## [Required work]
Output all records precisely as written.

## [Data extract]
******

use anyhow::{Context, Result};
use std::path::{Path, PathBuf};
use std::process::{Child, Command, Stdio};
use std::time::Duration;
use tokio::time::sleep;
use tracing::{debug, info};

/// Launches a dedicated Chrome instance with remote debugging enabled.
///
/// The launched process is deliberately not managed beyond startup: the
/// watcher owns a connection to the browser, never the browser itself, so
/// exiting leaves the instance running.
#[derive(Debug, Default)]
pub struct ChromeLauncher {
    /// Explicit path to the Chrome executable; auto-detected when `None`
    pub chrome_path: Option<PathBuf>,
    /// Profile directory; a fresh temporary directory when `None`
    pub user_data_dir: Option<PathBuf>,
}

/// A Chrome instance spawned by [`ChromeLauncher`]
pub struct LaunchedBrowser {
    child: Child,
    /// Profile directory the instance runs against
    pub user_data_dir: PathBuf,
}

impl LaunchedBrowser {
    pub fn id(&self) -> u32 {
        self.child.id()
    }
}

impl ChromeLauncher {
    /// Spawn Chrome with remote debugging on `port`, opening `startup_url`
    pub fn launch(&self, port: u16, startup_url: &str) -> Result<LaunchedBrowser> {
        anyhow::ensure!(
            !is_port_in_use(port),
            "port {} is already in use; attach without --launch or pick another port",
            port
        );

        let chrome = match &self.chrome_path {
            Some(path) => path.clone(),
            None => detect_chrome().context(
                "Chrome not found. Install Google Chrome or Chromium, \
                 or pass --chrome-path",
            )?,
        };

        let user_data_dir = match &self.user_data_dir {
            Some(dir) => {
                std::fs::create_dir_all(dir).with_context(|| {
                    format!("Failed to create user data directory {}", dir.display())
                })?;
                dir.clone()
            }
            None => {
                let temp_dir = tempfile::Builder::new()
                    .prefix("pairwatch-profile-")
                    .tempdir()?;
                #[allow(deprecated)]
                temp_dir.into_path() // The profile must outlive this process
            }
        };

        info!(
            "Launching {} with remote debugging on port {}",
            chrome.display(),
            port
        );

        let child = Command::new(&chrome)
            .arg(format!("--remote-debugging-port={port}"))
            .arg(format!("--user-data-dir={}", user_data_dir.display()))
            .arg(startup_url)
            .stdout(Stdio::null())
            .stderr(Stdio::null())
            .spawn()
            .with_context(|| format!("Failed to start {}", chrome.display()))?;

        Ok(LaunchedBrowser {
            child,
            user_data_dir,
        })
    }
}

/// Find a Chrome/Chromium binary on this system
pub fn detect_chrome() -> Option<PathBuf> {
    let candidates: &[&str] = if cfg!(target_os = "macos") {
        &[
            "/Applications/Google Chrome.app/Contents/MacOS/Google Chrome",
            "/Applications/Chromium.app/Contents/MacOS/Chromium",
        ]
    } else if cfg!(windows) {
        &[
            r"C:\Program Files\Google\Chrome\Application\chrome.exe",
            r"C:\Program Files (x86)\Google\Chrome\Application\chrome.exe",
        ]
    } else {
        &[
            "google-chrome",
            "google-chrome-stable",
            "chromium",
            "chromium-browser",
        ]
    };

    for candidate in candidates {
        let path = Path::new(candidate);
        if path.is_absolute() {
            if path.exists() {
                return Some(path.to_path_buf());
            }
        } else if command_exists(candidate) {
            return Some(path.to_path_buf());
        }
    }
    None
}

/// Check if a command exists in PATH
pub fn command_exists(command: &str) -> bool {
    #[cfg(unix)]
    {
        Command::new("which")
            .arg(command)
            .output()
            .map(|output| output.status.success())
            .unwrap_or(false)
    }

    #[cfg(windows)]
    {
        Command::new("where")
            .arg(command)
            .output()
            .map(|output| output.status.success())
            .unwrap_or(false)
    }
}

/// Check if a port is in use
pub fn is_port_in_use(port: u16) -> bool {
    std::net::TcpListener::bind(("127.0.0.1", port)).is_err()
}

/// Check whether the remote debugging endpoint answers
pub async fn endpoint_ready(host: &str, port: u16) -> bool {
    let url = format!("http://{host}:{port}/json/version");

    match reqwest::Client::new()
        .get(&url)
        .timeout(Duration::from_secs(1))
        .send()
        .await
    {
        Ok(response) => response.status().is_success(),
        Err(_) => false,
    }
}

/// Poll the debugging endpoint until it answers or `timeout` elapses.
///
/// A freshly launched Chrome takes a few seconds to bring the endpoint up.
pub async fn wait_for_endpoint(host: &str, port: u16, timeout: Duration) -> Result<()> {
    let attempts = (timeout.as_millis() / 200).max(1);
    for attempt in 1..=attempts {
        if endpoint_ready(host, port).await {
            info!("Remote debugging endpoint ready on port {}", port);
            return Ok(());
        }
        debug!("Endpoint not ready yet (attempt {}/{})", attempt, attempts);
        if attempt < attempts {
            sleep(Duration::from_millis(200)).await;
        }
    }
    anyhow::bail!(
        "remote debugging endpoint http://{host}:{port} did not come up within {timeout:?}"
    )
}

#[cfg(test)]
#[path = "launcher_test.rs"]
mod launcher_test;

******

## [Exercise result]
use anyhow::{Context, Result};
use std::path::{Path, PathBuf};
use std::process::{Child, Command, Stdio};
use std::time::Duration;
use tokio::time::sleep;
use tracing::{debug, info};

/// Launches a dedicated Chrome instance with remote debugging enabled.
///
/// The launched process is deliberately not managed beyond startup: the
/// watcher owns a connection to the browser, never the browser itself, so
/// exiting leaves the instance running.
#[derive(Debug, Default)]
pub struct ChromeLauncher {
    /// Explicit path to the Chrome executable; auto-detected when `None`
    pub chrome_path: Option<PathBuf>,
    /// Profile directory; a fresh temporary directory when `None`
    pub user_data_dir: Option<PathBuf>,
}

/// A Chrome instance spawned by [`ChromeLauncher`]
pub struct LaunchedBrowser {
    child: Child,
    /// Profile directory the instance runs against
    pub user_data_dir: PathBuf,
}

impl LaunchedBrowser {
    pub fn id(&self) -> u32 {
        self.child.id()
    }
}

impl ChromeLauncher {
    /// Spawn Chrome with remote debugging on `port`, opening `startup_url`
    pub fn launch(&self, port: u16, startup_url: &str) -> Result<LaunchedBrowser> {
        anyhow::ensure!(
            !is_port_in_use(port),
            "port {} is already in use; attach without --launch or pick another port",
            port
        );

        let chrome = match &self.chrome_path {
            Some(path) => path.clone(),
            None => detect_chrome().context(
                "Chrome not found. Install Google Chrome or Chromium, \
                 or pass --chrome-path",
            )?,
        };

        let user_data_dir = match &self.user_data_dir {
            Some(dir) => {
                std::fs::create_dir_all(dir).with_context(|| {
                    format!("Failed to create user data directory {}", dir.display())
                })?;
                dir.clone()
            }
            None => {
                let temp_dir = tempfile::Builder::new()
                    .prefix("pairwatch-profile-")
                    .tempdir()?;
                #[allow(deprecated)]
                temp_dir.into_path() // The profile must outlive this process
            }
        };

        info!(
            "Launching {} with remote debugging on port {}",
            chrome.display(),
            port
        );

        let child = Command::new(&chrome)
            .arg(format!("--remote-debugging-port={port}"))
            .arg(format!("--user-data-dir={}", user_data_dir.display()))
            .arg(startup_url)
            .stdout(Stdio::null())
            .stderr(Stdio::null())
            .spawn()
            .with_context(|| format!("Failed to start {}", chrome.display()))?;

        Ok(LaunchedBrowser {
            child,
            user_data_dir,
        })
    }
}

/// Find a Chrome/Chromium binary on this system
pub fn detect_chrome() -> Option<PathBuf> {
    let candidates: &[&str] = if cfg!(target_os = "macos") {
        &[
            "/Applications/Google Chrome.app/Contents/MacOS/Google Chrome",
            "/Applications/Chromium.app/Contents/MacOS/Chromium",
        ]
    } else if cfg!(windows) {
        &[
            r"C:\Program Files\Google\Chrome\Application\chrome.exe",
            r"C:\Program Files (x86)\Google\Chrome\Application\chrome.exe",
        ]
    } else {
        &[
            "google-chrome",
            "google-chrome-stable",
            "chromium",
            "chromium-browser",
        ]
    };

    for candidate in candidates {
        let path = Path::new(candidate);
        if path.is_absolute() {
            if path.exists() {
                return Some(path.to_path_buf());
            }
        } else if command_exists(candidate) {
            return Some(path.to_path_buf());
        }
    }
    None
}

/// Check if a command exists in PATH
pub fn command_exists(command: &str) -> bool {
    #[cfg(unix)]
    {
        Command::new("which")
            .arg(command)
            .output()
            .map(|output| output.status.success())
            .unwrap_or(false)
    }

    #[cfg(windows)]
    {
        Command::new("where")
            .arg(command)
            .output()
            .map(|output| output.status.success())
            .unwrap_or(false)
    }
}

/// Check if a port is in use
pub fn is_port_in_use(port: u16) -> bool {
    std::net::TcpListener::bind(("127.0.0.1", port)).is_err()
}

/// Check whether the remote debugging endpoint answers
pub async fn endpoint_ready(host: &str, port: u16) -> bool {
    let url = format!("http://{host}:{port}/json/version");

    match reqwest::Client::new()
        .get(&url)
        .timeout(Duration::from_secs(1))
        .send()
        .await
    {
        Ok(response) => response.status().is_success(),
        Err(_) => false,
    }
}

/// Poll the debugging endpoint until it answers or `timeout` elapses.
///
/// A freshly launched Chrome takes a few seconds to bring the endpoint up.
pub async fn wait_for_endpoint(host: &str, port: u16, timeout: Duration) -> Result<()> {
    let attempts = (timeout.as_millis() / 200).max(1);
    for attempt in 1..=attempts {
        if endpoint_ready(host, port).await {
            info!("Remote debugging endpoint ready on port {}", port);
            return Ok(());
        }
        debug!("Endpoint not ready yet (attempt {}/{})", attempt, attempts);
        if attempt < attempts {
            sleep(Duration::from_millis(200)).await;
        }
    }
    anyhow::bail!(
        "remote debugging endpoint http://{host}:{port} did not come up within {timeout:?}"
    )
}

#[cfg(test)]
#[path = "launcher_test.rs"]
mod launcher_test;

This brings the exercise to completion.